Вот вблизи-то к этому «обитанию» все и рушится в фактической христианской семье. «Психология таинства» — неожиданная, вероятно, для о. Михаила.

***

«Греховный союз мужа и жены» сотворен Богом в раю, до грехопадения и вне расчета на грехопадение, которое было актом свободной воли человека. Разумеется, он никогда не был греховен, всегда был голубая вещь, золотой предмет; но допустить это — значит пресвитерству уйти назад из «Каны Галилейской», собрать диптихи и метрики, отложить в сторону бронзовые венцы, а войти, по образцу Спасителя, дорогим и милым гостем (но только гостем) на свадебные пиршества, за свадеб­ный стол и просидеть просто за белою его скатертью до поздней ночи, разделяя веселье людей и преображая присутствием своим его из легко­мысленного в сладкоумилительное.

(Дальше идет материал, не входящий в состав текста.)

impl Document {
    pub fn new() -> Self {
        Self {
            tree: Tree::new(),
            roots: BTreeMap::new(),
            version: Observable::new(0),
            history: History::default(),
            selection: DocumentSelection::new(),
            markers: MarkerCollection::new(),
            events: Rc::new(Emitter::new()),
            pending: Vec::new(),
        }
    }

    pub fn tree(&self) -> &Tree {
        &self.tree
    }

    /// Direct tree access. Changes to document-attached nodes made here
    /// bypass the operation log.
    pub(crate) fn tree_mut(&mut self) -> &mut Tree {
        &mut self.tree
    }

    pub fn version(&self) -> u64 {
        self.version.get()
    }

    /// Observe version changes. Listeners run while the document is being
    /// mutated and must not access it.
    pub fn on_version_change(&self, listener: impl FnMut(&quire_common::Changed<u64>) + 'static) -> SubscriptionId {
        self.version.on_change(listener)
    }

    pub fn history(&self) -> &History {
        &self.history
    }

    pub fn selection(&self) -> &DocumentSelection {
        &self.selection
    }

    pub fn markers(&self) -> &MarkerCollection {
        &self.markers
    }

    pub(crate) fn markers_mut(&mut self) -> &mut MarkerCollection {
        &mut self.markers
    }

    pub fn graveyard(&self) -> NodeId {
        GRAVEYARD
    }

    // ---- roots ---------------------------------------------------------

    /// Create an attached root. Fails when the name is taken.
    pub fn create_root(&mut self, element_name: &str, root_name: &str) -> ModelResult<NodeId> {
        if root_name == GRAVEYARD_NAME || self.roots.contains_key(root_name) {
            return Err(ModelError::new("model-document-createroot-name-exists", "Root with specified name already exists")
                .with_context(json!({ "name": root_name })));
        }
        let root = self.tree.create_root(element_name, root_name);
        self.roots.insert(root_name.to_string(), root);
        Ok(root)
    }

    pub(crate) fn create_detached_root(&mut self, element_name: &str, root_name: &str) -> ModelResult<NodeId> {
        let root = self.create_root(element_name, root_name)?;
        self.tree.set_root_attached(root, false);
        Ok(root)
    }

    /// Root by name; `$graveyard` resolves to the graveyard.
    pub fn get_root(&self, name: &str) -> Option<NodeId> {
        if name == GRAVEYARD_NAME {
            return Some(GRAVEYARD);
        }
        self.roots.get(name).copied()
    }

    pub fn is_root_attached(&self, root: NodeId) -> bool {
        self.tree.root_info(root).is_some_and(|info| info.attached)
    }

    /// Root names, graveyard excluded.
    pub fn get_root_names(&self, include_detached: bool) -> Vec<String> {
        self.roots
            .iter()
            .filter(|(_, root)| include_detached || self.is_root_attached(**root))
            .map(|(name, _)| name.clone())
            .collect()
    }

    /// First attached root in name order.
    pub fn first_root(&self) -> Option<NodeId> {
        self.roots.values().copied().find(|root| self.is_root_attached(*root))
    }

    // ---- operations ----------------------------------------------------

    /// Validate and execute `operation`.
    ///
    /// Document operations must carry the current version as their base
    /// version; applying one advances the version, records it in the
    /// history and moves the selection and markers. Returns the operation as
    /// executed.
    pub fn apply_operation(&mut self, mut operation: Operation) -> ModelResult<Operation> {
        let is_document_operation = operation.is_document_operation();
        if is_document_operation && operation.base_version() != Some(self.version()) {
            return Err(ModelError::new("model-document-applyoperation-wrong-version", "Only operations with matching versions can be applied")
                .with_context(json!({
                    "operation": operation.class_name(),
                    "baseVersion": operation.base_version(),
                    "version": self.version(),
                })));
        }

        operation.validate(self)?;
        operation.execute(self)?;

        debug!(
            operation = operation.type_name(),
            base_version = ?operation.base_version(),
            "applied operation"
        );

        if is_document_operation {
            self.history.add_operation(operation.clone());
            self.version.set(self.version() + 1);

            let attributes_before = self.selection.attributes().clone();
            if self.selection.transform(&self.tree, &operation) {
                self.pending.push(DocumentEvent::SelectionChange {
                    ranges: self.selection.ranges().to_vec(),
                    direct: false,
                });
            } else {
                self.selection.refresh_attributes(&self.tree);
            }
            self.queue_attribute_change(attributes_before);
            self.markers.transform(&operation);
        }
        self.queue_marker_updates();
        self.pending.push(DocumentEvent::ApplyOperation {
            operation: operation.clone(),
        });
        Ok(operation)
    }

    // ---- markers -------------------------------------------------------

    /// Set a marker that is not managed by operations.
    pub(crate) fn set_marker(&mut self, name: &str, range: Range, affects_data: bool) {
        self.markers.set(name, range, false, affects_data);
        self.queue_marker_updates();
    }

    pub(crate) fn remove_marker(&mut self, name: &str) {
        self.markers.remove(name);
        self.queue_marker_updates();
    }

    fn queue_marker_updates(&mut self) {
        for update in self.markers.take_updates() {
            self.pending.push(DocumentEvent::MarkerUpdate(update));
        }
    }

    // ---- selection -----------------------------------------------------

    pub(crate) fn set_selection(&mut self, selection: Selection) {
        let attributes_before = self.selection.attributes().clone();
        self.selection.set_to(&self.tree, selection);
        self.pending.push(DocumentEvent::SelectionChange {
            ranges: self.selection.ranges().to_vec(),
            direct: true,
        });
        self.queue_attribute_change(attributes_before);
    }

    pub(crate) fn set_selection_focus(&mut self, position: Position) -> ModelResult<()> {
        let attributes_before = self.selection.attributes().clone();
        self.selection.set_focus(&self.tree, position)?;
        self.pending.push(DocumentEvent::SelectionChange {
            ranges: self.selection.ranges().to_vec(),
            direct: true,
        });
        self.queue_attribute_change(attributes_before);
        Ok(())
    }

    pub(crate) fn set_selection_attribute(&mut self, key: &str, value: serde_json::Value) {
        let attributes_before = self.selection.attributes().clone();
        self.selection.set_attribute(key, value);
        self.queue_attribute_change(attributes_before);
    }

    pub(crate) fn remove_selection_attribute(&mut self, key: &str) {
        let attributes_before = self.selection.attributes().clone();
        self.selection.remove_attribute(key);
        self.queue_attribute_change(attributes_before);
    }

    fn queue_attribute_change(&mut self, before: Attributes) {
        if *self.selection.attributes() != before {
            self.pending.push(DocumentEvent::SelectionAttributes {
                attributes: self.selection.attributes().clone(),
            });
        }
    }

    // ---- events --------------------------------------------------------

    pub fn on(&self, listener: impl FnMut(&DocumentEvent) + 'static) -> SubscriptionId {
        self.events.subscribe(listener)
    }

    pub fn off(&self, id: SubscriptionId) -> bool {
        self.events.unsubscribe(id)
    }

    pub(crate) fn event_bus(&self) -> Rc<Emitter<DocumentEvent>> {
        Rc::clone(&self.events)
    }

    pub(crate) fn queue_event(&mut self, event: DocumentEvent) {
        self.pending.push(event);
    }

    pub(crate) fn take_pending_events(&mut self) -> Vec<DocumentEvent> {
        std::mem::take(&mut self.pending)
    }

    /// Deliver queued events to listeners.
    pub fn flush_events(&mut self) {
        let pending = self.take_pending_events();
        let events = self.event_bus();
        for event in &pending {
            events.fire(event);
        }
    }
}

Теперь же введены такие ужасы, как 1) расторжение счастливых браков и 2) преступное признание «не браками», не «таинством» преблагополучных семей, которые без венчания вступили и так в супружество. Как профессор канонического права, как ученый о. Михаил очень хоро­шо знает, что все такие натуральные семьи суть самые наизаконнейшие браки и полное таинство «во образ союза Христа с церковью», раз что они живут: 1) мирно; 2) целомудренно; 3) чадолюбиво. Но это секрет, просто секрет науки канонического права, хранится в глубокой тайне, в совершенном укрывательстве; отнюдь не разглашается, что обязатель­ность венчания для подлинности брака не была требованием церкви за весь период вселенских соборов и вообще всего определения догматов, а просто явилась по эдикту императора Льва VI Мудрого, заключи­вшего договор с нашим князем Олегом, и еще позднее, в XI веке, одного из Комненов, кажется, императора Алексея. Цари эти были простые и в них не больше канонического значения, чем в Бове-Королевиче.